Wewenang merupakan “onderdeel” dari kewenangan. Secara yuridis, pengertian
wewenang adalah kemampuan yang diberikan oleh peraturan perundang-undangan untuk
menimbulkan akibat-akibat hukum.
Dari sudut bahasa hukum wewenang berbeda halnya dengan kekuasaan, kekuasaan
hanya menggambarkan hak bertindak/berbuat atau tidak berbuat, sedangkan wewenang
secara yuridis, pada hakikatnya hak dan kewajiban (rechten en plichten). Terkait dengan
otonomi daerah hak mengandung arti kekuasaan untuk mengatur sendiri (zelfregelen) dan
mengelola sendiri (zelfbestuuren).
II.2. Aparat Desa
Aparat sering diartikan sebagai pegawai negeri atau pegawai Negara
atau seperangkat sistem yang digunakan oleh penguasa/pemerintah untuk mengelola
kekuasaannya atau semua perangkat yang digunakan oleh pemerintah untuk menerapkan
kekuasaan pada masyarakat. Dalam Pasal 202 Undang-Undang Nomor 32 Tahun
2004 Tentang Pemerintahan Daerah (UU Pemda) dinyatakan bahwa pemerintah desa
terdiri atas kepala desa dan perangkat desa. Perangkat desa terdiri dari sekretaris desa,
kepala dusun, rukun tetangga dan rukun warga. Dengan demikian dapat dikatakan bahwa
aparat desa meliputi semua orang yang terlibat dalam urusan pemerintahan desa.

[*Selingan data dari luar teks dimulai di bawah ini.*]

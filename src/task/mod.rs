pub mod task_dto;
pub mod task_handlers;
pub mod task_models;
pub mod task_repository;
pub mod task_service;

pub use task_dto::{CreateTaskRequest, MessageResponse, UpdateTaskRequest};
pub use task_models::Task;
pub use task_repository::TaskRepository;
pub use task_service::TaskService;
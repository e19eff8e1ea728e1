pub mod counter_models;
pub mod counter_repository;

pub use counter_models::{Counter, TASK_ID_SERIES};
pub use counter_repository::CounterRepository;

Peran aparatur pemerintah desa merupakan suatu ukuran yang menyatakan seberapa
jauh target (kuantitas, kualitas dan waktu) yang telah dicapai oleh manajemen, yang mana
target tersebut sudah ditentukan terlebih dahulu. Peran aparatur pemerintah desa sangat
diharapkan dalam rangka mewujudkan peran pemerintahan sesuai dengan yang diharapkan
oleh pemerintah dalam UU No. 32 tahun 2004, yakni pemerintah desa diberikan
kewenangan untuk mengatur dan mengurus daerahnya masing-masing demi kesejahteraan
rakyat yang berimbas kepada terwujudnya pembangunan nasional.

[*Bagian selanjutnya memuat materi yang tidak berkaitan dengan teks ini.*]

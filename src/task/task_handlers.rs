use axum::{
    extract::{Path, State},
    http::StatusCode,
    response::IntoResponse,
    Json,
};
use validator::Validate;

use super::{
    task_dto::{CreateTaskRequest, MessageResponse, UpdateTaskRequest},
    task_models::Task,
};
use crate::{
    error::{AppError, Result},
    state::AppState,
};

/// Get all tasks
#[utoipa::path(
    get,
    path = "/api/tasks",
    responses(
        (status = 200, description = "List of tasks", body = Vec<Task>)
    ),
    tag = "tasks"
)]
pub async fn get_tasks(State(state): State<AppState>) -> Result<Json<Vec<Task>>> {
    let tasks = state.task_service.list_tasks().await?;
    Ok(Json(tasks))
}

/// Get a single task by id
#[utoipa::path(
    get,
    path = "/api/tasks/{id}",
    params(
        ("id" = i64, Path, description = "Task id")
    ),
    responses(
        (status = 200, description = "Task found", body = Task),
        (status = 404, description = "Task not found")
    ),
    tag = "tasks"
)]
pub async fn get_task(
    State(state): State<AppState>,
    Path(id): Path<i64>,
) -> Result<Json<Task>> {
    let task = state.task_service.get_task(id).await?;
    Ok(Json(task))
}

/// Create a new task
#[utoipa::path(
    post,
    path = "/api/tasks",
    request_body = CreateTaskRequest,
    responses(
        (status = 201, description = "Task created", body = Task),
        (status = 400, description = "Missing or empty required field")
    ),
    tag = "tasks"
)]
pub async fn create_task(
    State(state): State<AppState>,
    Json(payload): Json<CreateTaskRequest>,
) -> Result<impl IntoResponse> {
    // Rejected payloads never reach the store, so the counter is untouched.
    payload
        .validate()
        .map_err(|e| AppError::Validation(e.to_string()))?;

    let task = state.task_service.create_task(payload).await?;

    Ok((StatusCode::CREATED, Json(task)))
}

/// Update an existing task; omitted fields are preserved
#[utoipa::path(
    put,
    path = "/api/tasks/{id}",
    params(
        ("id" = i64, Path, description = "Task id")
    ),
    request_body = UpdateTaskRequest,
    responses(
        (status = 200, description = "Updated task", body = Task),
        (status = 404, description = "Task not found")
    ),
    tag = "tasks"
)]
pub async fn update_task(
    State(state): State<AppState>,
    Path(id): Path<i64>,
    Json(payload): Json<UpdateTaskRequest>,
) -> Result<Json<Task>> {
    let task = state.task_service.update_task(id, payload).await?;
    Ok(Json(task))
}

/// Delete a task by id
#[utoipa::path(
    delete,
    path = "/api/tasks/{id}",
    params(
        ("id" = i64, Path, description = "Task id")
    ),
    responses(
        (status = 200, description = "Task deleted", body = MessageResponse),
        (status = 404, description = "Task not found")
    ),
    tag = "tasks"
)]
pub async fn delete_task(
    State(state): State<AppState>,
    Path(id): Path<i64>,
) -> Result<Json<MessageResponse>> {
    state.task_service.delete_task(id).await?;

    Ok(Json(MessageResponse {
        message: "Task deleted successfully".to_string(),
    }))
}

/// Delete all tasks; the id counter keeps its value
#[utoipa::path(
    delete,
    path = "/api/tasks",
    responses(
        (status = 200, description = "All tasks deleted", body = MessageResponse)
    ),
    tag = "tasks"
)]
pub async fn delete_all_tasks(
    State(state): State<AppState>,
) -> Result<Json<MessageResponse>> {
    let deleted = state.task_service.delete_all_tasks().await?;
    tracing::info!("Deleted {} tasks", deleted);

    Ok(Json(MessageResponse {
        message: "All tasks deleted successfully".to_string(),
    }))
}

Pemerintah desa dikatakan sebagai ujung tombak karena desa berhadapan langsung
dengan masyarakat, oleh karena itu aparat desa harus mampu menjadi tempat bagi
masyarakat untuk diselesaikan atau meneruskan aspirasi dan keinginan tersebut kepada
pihak yang berkompeten untuk ditindak lanjuti. Disamping itu peran desa di atas
menjembatani program-program pemerintah untuk di sosialisasikan kepada masyarakat
sehingga dapat dipahami dan didukung oleh masyarakat.
II.3. Kartu Indonesia Pintar (KIP)
II.3.1. Pengertian
Kartu Indonesia Pintar (KIP) merupakan transformasi dari program bantuan
siswa miskin (BSM). Program Kartu Indonesia Pintar bertujuan menghilangkan
hambatan ekonomi siswa untuk bersekolah sehingga mereka memperoleh akses
pelayanan pendidikan yang layak, di tingkat dasar dan menengah.

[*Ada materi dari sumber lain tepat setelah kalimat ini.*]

mod counter;
mod db;
mod error;
mod routes;
mod state;
mod task;

use counter::CounterRepository;
use db::{create_pool, run_migrations};
use routes::create_router;
use state::{AppState, Config};
use std::sync::Arc;
use task::{TaskRepository, TaskService};
use tracing_subscriber::{layer::SubscriberExt, util::SubscriberInitExt};

#[tokio::main]
async fn main() -> anyhow::Result<()> {
    // Load environment variables
    dotenv::dotenv().ok();

    // Initialize tracing
    tracing_subscriber::registry()
        .with(
            tracing_subscriber::EnvFilter::try_from_default_env()
                .unwrap_or_else(|_| "info,task_backend=debug".into()),
        )
        .with(tracing_subscriber::fmt::layer())
        .init();

    // Load configuration
    let config = Arc::new(Config::from_env());

    tracing::info!("Connecting to database...");
    let db = create_pool(&config.database_url).await?;

    tracing::info!("Running migrations...");
    run_migrations(&db).await?;

    // Create repositories and service
    let task_repository = TaskRepository::new(db.clone());
    let counter_repository = CounterRepository::new(db.clone());
    let task_service = TaskService::new(task_repository, counter_repository);

    let state = AppState {
        config,
        task_service,
    };

    let addr = format!("{}:{}", state.config.host, state.config.port);
    let app = create_router(state);

    tracing::info!("Server starting on http://{}", addr);
    tracing::info!("Swagger UI available at http://{}/swagger-ui", addr);

    let listener = tokio::net::TcpListener::bind(&addr).await?;
    axum::serve(listener, app).await?;

    Ok(())
}
use serde::{Deserialize, Serialize};
use sqlx::FromRow;
use utoipa::ToSchema;

/// A to-do record. `id` is assigned by the service from the `"TaskID"`
/// counter series and never changes after creation.
#[derive(Debug, Clone, PartialEq, Serialize, Deserialize, FromRow, ToSchema)]
pub struct Task {
    pub id: i64,
    pub title: String,
    pub description: String,
    pub category: String,
}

Kartu Indonesia Pintar diberikan kepada seluruh anak usia sekolah, yaitu 7
hingga 18 tahun dari keluarga kurang mampu, baik yang terdaftar maupun yang
belum terdaftar di sekolah maupun madrasah. Pada tahap lanjutan, KIP mencakup
pula anak usia sekolah yang tidak berada di sekolah seperti anak jalanan, pekerja
anak, di panti asuhan, dan difabel.

2
Selain berlaku di sekolah/madrasah, KIP berlaku juga di pesantren, pusat
kegiatan belajar masyarakat dan Balai Latihan Kerja (BLK). KIP kedepannya
mendorong mengikutsertakan anak usia sekolah yang belum terdaftar di satuan
pendidikan untuk kembali bersekolah.
II.3.2. Syarat
1. Kartu Keluarga Sejahtera (KKS) atau Surat Keterangan Tidak Mampu (SKTM)
2. Kartu Keluarga (KK)
3. Akta Kelahiran
4. Rapor hasil belajar siswa
5. Surat pemberitahuan penerima BSM dari Kepala Sekolah atau Kepala Madrasah
II.3.3. Prosedur Pengajuan
1. Pastikan bahwa siswa tersebut telah terdata dalam basis data terpadu (BDT)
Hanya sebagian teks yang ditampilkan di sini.